Directions: Once you reach the line containing "codec if it" in the entries below, write out that line and each one after it down to the line containing "impl<B> Cache for", exactly and with nothing added.

--- START ---

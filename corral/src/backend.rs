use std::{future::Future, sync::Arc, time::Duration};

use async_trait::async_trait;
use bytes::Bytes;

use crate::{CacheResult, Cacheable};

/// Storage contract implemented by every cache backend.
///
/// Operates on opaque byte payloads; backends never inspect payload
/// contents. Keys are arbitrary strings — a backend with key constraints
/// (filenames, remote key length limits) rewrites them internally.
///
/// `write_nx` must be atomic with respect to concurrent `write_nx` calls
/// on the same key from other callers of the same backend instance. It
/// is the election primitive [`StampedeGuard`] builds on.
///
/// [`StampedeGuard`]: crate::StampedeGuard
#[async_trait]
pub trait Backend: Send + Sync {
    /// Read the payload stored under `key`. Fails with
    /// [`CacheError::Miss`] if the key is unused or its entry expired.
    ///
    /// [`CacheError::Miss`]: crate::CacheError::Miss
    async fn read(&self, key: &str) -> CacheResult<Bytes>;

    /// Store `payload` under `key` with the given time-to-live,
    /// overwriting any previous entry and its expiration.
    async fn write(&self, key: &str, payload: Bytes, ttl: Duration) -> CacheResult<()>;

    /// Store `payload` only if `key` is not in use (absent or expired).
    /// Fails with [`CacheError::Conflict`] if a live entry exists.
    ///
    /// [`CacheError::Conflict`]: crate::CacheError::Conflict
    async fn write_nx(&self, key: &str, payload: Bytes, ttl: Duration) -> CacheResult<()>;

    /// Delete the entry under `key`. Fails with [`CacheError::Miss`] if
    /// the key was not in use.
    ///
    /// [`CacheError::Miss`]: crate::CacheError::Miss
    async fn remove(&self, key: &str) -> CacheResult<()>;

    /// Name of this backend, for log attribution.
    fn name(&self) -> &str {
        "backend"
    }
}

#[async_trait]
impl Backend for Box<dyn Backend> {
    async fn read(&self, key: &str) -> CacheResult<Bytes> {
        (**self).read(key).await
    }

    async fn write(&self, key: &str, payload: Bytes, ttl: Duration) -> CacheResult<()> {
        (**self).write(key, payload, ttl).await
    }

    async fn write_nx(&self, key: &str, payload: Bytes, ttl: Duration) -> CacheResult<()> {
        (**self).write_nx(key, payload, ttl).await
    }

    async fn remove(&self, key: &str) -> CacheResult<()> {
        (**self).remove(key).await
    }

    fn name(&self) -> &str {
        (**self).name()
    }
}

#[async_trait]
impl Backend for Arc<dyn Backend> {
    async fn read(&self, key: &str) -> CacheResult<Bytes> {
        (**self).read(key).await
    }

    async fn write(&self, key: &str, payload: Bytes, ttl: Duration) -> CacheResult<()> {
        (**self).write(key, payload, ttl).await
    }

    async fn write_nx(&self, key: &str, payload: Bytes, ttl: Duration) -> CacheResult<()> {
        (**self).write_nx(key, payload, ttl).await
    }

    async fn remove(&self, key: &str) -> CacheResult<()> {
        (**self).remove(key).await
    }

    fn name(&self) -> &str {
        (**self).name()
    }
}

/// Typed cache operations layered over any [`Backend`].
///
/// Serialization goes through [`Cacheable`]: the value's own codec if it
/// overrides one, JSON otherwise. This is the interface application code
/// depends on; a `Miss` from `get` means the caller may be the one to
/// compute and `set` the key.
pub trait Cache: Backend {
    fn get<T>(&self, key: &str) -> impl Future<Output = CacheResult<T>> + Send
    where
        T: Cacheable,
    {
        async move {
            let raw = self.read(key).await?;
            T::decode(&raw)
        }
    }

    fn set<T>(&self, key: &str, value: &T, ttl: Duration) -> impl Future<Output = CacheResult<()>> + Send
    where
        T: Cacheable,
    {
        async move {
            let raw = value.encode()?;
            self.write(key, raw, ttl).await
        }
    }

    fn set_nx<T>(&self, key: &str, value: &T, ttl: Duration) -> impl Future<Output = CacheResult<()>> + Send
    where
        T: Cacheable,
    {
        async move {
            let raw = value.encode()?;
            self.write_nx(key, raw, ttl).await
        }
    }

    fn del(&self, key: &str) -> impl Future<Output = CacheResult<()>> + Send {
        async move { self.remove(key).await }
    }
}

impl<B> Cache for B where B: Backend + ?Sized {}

--- END ---
--- START ---

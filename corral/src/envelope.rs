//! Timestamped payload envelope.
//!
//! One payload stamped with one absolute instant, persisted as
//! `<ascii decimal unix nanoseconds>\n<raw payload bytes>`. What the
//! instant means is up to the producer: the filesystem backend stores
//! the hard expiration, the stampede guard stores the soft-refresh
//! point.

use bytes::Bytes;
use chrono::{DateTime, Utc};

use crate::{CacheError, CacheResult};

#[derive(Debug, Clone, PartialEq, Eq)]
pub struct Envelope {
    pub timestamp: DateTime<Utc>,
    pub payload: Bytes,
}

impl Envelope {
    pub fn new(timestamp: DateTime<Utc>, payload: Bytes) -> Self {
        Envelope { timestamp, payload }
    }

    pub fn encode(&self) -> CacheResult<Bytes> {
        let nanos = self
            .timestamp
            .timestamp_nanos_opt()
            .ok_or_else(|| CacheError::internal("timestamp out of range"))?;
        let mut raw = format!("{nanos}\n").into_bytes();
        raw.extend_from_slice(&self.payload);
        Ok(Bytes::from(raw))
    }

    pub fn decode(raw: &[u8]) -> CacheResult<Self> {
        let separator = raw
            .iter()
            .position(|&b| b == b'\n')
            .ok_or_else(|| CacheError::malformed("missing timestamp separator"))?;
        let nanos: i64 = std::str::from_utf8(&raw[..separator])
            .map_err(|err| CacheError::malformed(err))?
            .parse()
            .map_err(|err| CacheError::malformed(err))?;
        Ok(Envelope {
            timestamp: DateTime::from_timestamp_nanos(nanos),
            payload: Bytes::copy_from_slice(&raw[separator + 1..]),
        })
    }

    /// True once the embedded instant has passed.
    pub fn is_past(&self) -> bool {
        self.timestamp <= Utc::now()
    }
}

--- END ---
--- START ---

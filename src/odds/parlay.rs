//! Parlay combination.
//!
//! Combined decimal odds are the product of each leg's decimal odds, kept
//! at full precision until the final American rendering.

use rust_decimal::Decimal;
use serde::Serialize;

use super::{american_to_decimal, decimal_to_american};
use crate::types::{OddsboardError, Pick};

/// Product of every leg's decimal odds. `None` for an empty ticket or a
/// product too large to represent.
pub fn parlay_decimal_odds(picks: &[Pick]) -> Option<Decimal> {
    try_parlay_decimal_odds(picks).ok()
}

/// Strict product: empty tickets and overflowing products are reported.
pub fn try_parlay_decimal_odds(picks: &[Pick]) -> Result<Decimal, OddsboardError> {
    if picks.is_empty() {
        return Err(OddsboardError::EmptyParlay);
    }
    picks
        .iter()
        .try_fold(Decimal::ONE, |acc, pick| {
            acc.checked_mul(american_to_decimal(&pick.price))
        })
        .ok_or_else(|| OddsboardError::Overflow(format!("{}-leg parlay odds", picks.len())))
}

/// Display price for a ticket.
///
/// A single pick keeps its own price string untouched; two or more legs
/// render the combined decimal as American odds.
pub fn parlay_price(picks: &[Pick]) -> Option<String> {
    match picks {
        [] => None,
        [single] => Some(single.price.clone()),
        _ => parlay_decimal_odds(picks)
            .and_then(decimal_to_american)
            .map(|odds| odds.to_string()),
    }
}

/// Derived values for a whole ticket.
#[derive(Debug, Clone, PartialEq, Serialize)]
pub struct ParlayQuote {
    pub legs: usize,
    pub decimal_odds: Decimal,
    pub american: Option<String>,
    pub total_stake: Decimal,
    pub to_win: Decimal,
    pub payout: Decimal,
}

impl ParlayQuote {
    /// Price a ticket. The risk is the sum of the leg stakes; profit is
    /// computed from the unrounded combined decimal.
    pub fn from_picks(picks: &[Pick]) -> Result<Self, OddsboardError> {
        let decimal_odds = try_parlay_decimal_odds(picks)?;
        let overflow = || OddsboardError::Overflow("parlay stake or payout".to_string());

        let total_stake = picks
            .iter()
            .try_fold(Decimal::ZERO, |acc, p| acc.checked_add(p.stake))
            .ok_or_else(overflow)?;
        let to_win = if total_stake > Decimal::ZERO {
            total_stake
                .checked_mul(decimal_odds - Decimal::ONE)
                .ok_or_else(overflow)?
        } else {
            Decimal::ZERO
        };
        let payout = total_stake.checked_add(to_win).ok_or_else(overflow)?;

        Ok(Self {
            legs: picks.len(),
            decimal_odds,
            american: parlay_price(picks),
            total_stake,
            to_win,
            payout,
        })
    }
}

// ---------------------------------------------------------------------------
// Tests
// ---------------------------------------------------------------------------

--- END ---

Response for this exercise:
/// Serialization goes through [`Cacheable`]: the value's own codec if it
/// overrides one, JSON otherwise. This is the interface application code
/// depends on; a `Miss` from `get` means the caller may be the one to
/// compute and `set` the key.
pub trait Cache: Backend {
    fn get<T>(&self, key: &str) -> impl Future<Output = CacheResult<T>> + Send
    where
        T: Cacheable,
    {
        async move {
            let raw = self.read(key).await?;
            T::decode(&raw)
        }
    }

    fn set<T>(&self, key: &str, value: &T, ttl: Duration) -> impl Future<Output = CacheResult<()>> + Send
    where
        T: Cacheable,
    {
        async move {
            let raw = value.encode()?;
            self.write(key, raw, ttl).await
        }
    }

    fn set_nx<T>(&self, key: &str, value: &T, ttl: Duration) -> impl Future<Output = CacheResult<()>> + Send
    where
        T: Cacheable,
    {
        async move {
            let raw = value.encode()?;
            self.write_nx(key, raw, ttl).await
        }
    }

    fn del(&self, key: &str) -> impl Future<Output = CacheResult<()>> + Send {
        async move { self.remove(key).await }
    }
}

impl<B> Cache for B where B: Backend + ?Sized {}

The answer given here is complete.